_Task requirements:_ Note how many lines in the following material mention "await", then give that number by itself.

_Data for this task:_
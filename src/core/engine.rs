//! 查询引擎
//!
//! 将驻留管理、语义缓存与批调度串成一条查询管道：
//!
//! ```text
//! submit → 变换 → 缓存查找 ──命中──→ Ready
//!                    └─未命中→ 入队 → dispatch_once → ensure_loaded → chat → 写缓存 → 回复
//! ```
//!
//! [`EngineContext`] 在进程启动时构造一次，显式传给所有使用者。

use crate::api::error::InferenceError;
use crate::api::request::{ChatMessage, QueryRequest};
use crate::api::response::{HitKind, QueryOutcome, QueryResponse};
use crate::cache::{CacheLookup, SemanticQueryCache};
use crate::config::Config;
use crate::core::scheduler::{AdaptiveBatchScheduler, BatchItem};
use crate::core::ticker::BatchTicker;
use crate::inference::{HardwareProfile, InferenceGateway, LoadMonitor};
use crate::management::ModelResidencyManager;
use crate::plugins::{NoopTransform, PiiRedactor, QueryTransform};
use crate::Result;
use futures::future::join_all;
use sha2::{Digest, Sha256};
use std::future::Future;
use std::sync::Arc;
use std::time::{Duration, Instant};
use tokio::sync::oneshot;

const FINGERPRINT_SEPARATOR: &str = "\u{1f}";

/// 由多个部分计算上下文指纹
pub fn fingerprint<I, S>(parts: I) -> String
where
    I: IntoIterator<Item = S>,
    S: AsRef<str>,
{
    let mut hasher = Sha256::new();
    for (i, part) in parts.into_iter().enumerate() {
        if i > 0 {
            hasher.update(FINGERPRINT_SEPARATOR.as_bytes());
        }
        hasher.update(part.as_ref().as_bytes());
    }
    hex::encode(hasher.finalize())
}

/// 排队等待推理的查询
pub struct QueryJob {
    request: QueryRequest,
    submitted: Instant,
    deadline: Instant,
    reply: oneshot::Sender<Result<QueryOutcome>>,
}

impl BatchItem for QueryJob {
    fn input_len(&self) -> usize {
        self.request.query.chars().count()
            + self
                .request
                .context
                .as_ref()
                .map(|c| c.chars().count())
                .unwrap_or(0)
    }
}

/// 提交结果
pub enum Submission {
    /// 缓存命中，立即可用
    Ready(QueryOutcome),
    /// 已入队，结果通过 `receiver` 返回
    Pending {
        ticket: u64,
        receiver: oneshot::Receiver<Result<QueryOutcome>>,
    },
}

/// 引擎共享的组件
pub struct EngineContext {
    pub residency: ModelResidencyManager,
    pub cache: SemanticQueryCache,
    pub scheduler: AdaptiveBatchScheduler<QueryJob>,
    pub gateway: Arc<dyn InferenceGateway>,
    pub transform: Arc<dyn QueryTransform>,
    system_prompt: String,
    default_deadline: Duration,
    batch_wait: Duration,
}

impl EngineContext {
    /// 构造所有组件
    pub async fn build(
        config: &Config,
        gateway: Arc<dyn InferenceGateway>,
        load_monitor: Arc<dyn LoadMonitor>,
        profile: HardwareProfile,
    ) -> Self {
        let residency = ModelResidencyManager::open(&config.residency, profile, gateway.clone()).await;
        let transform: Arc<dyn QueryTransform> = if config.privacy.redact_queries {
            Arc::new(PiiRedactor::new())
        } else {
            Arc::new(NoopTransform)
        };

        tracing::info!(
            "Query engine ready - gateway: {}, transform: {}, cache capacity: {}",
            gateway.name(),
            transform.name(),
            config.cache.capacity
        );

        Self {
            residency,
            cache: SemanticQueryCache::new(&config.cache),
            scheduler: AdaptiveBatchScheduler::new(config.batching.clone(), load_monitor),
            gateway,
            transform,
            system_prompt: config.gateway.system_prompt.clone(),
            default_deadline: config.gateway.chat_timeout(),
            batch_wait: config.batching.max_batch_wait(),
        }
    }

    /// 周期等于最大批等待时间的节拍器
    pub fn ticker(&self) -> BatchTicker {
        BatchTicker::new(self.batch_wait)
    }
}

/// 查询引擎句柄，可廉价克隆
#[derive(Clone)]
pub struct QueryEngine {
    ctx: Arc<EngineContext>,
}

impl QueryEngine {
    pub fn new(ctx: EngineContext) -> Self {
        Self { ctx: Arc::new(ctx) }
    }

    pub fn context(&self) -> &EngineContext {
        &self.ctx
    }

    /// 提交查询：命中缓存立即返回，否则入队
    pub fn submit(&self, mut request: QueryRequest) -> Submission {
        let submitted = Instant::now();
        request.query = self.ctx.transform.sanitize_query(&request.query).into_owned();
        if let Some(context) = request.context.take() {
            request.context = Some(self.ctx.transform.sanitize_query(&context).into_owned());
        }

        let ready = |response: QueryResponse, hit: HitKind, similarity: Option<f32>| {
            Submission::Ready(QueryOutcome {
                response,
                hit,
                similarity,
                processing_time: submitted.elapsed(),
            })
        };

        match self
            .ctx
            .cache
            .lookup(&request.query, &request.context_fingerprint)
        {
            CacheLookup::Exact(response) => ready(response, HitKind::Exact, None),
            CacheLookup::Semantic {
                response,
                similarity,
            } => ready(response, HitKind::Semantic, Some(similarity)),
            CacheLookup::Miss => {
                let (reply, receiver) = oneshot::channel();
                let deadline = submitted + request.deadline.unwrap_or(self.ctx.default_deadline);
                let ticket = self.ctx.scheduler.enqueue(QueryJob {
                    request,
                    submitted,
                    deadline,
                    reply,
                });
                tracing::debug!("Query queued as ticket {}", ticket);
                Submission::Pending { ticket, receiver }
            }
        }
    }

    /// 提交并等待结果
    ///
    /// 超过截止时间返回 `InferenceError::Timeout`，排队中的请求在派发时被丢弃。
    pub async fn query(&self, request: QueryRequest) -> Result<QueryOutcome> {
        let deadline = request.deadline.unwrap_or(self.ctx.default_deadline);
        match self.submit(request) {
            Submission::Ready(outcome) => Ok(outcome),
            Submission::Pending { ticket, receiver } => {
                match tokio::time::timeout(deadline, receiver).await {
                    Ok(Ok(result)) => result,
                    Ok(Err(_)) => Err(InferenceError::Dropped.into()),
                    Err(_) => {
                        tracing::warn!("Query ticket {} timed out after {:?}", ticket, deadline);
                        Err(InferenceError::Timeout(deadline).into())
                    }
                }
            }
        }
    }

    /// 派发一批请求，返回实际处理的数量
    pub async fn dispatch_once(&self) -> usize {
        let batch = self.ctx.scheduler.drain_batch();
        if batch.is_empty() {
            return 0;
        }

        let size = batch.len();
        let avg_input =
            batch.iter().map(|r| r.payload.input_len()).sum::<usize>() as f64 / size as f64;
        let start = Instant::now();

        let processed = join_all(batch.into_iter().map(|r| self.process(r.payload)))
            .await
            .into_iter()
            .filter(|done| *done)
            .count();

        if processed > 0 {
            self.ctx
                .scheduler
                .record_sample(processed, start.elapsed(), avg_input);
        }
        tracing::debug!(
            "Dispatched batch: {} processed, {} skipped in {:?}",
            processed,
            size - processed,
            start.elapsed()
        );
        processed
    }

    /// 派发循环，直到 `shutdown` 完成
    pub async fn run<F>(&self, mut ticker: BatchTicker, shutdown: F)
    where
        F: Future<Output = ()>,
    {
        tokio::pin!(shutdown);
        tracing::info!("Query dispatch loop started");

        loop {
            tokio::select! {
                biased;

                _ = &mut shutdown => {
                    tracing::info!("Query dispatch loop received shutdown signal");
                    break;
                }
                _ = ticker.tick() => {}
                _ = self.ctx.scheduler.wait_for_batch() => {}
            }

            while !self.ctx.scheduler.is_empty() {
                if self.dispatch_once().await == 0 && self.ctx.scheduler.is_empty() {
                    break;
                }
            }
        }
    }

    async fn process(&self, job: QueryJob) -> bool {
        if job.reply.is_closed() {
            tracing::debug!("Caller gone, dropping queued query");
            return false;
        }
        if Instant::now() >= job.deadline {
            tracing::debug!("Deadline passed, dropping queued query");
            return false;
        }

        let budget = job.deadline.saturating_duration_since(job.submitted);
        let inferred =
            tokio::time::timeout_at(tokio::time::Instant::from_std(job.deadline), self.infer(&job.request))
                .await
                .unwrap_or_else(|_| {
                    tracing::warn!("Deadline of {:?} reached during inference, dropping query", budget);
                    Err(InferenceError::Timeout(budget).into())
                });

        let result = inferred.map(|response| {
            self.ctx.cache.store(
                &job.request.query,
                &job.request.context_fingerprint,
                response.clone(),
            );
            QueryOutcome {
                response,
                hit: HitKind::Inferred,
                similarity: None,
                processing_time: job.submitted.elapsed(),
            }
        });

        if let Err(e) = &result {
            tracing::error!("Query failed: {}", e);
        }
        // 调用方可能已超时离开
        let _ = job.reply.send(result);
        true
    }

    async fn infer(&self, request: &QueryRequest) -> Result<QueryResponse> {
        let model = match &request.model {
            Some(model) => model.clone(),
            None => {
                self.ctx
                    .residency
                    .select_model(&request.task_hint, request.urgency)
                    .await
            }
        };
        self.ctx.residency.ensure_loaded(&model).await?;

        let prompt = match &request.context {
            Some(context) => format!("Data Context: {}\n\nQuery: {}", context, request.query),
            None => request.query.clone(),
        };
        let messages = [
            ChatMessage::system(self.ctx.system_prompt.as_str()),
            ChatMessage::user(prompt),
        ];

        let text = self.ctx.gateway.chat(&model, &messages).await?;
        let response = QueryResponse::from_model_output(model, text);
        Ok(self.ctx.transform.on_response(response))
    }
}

_Finished exercise:_ 8